На лице Кеннеди появляется слабая улыбка.
– Да ты хорошенько все обдумал, я посмотрю.
– У меня в пути было полно времени.
Она смеется, и ее смех звучит, как музыка. Она протискивается мимо меня, и я чувствую движение воздуха, как тогда в машине. Проигрываю момент в голове, вспоминаю. Кеннеди платит на кассе и выходит, не оглядываясь.
Я расплачиваюсь за бензин, а когда выхожу, вижу, что она стоит у машины под навесом. Ждет меня? Подхожу прямо к Кеннеди, явно нарушая ее личное пространство, ставлю одну руку на машину так, что ей приходится немного наклонить голову в сторону, чтобы смотреть на меня.
– Тебе не кажется, что мы в опасной близости к машине? И к колонке? Свет так себе. Я имею в виду, обстановка не идеальна.
– Ха-ха.
– А в зоне видимости – магазин. Кроме того, рядом могут бродить звери. Ты уверен, что все в порядке? – не унимается она.
– Кеннеди…
Она открывает рот, чтобы сказать еще что-то, но я быстро уничтожаю расстояние между нами.

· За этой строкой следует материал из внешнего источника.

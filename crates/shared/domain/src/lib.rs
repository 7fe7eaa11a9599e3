//! Domain layer - Core business entities and value objects.
//!
//! This crate contains pure domain logic with no infrastructure dependencies:
//! the user entity, the rules caller input must satisfy, and the errors
//! raised when it does not.

pub mod constants;
pub mod error;
pub mod input;
pub mod timestamp;
pub mod user;

pub use constants::*;
pub use error::{DomainError, InvalidUserInput};
pub use input::{NewUser, UserChanges, UserInput};
pub use user::{User, UserPage};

Не знаю, как мне теперь сопоставлять случившееся со всем, что кажется больше и важнее. Связь между нами – и послание, пришедшее откуда-то извне. Влечение друг к другу – и желание получить ответы на вопросы. Крупинка истины – и те открытия, которые нам, возможно, приготовила Вселенная.
Я отстраняюсь первым, потому что вокруг ночь, потому что это я убедил ее поехать со мной, пообещав ответы на вопросы, а дать могу только это.
– Ты готова? – спрашиваю я.
Она качает головой. Целует меня еще раз – целует долго. А затем открывает машину и проскальзывает на сиденье. И я знаю, что она тоже все понимает.
Стройплощадка возле завода Роллинсов пуста. Мы паркуемся, и я достаю из бардачка фонарик.
– Не только карты, но еще и фонарик! Нолан, кажется, ты мне начинаешь нравиться! – говорит Кеннеди и легонько толкает меня в плечо.
– Если бы я знал, что все так просто, – отшучиваюсь я и вызываю ее улыбку.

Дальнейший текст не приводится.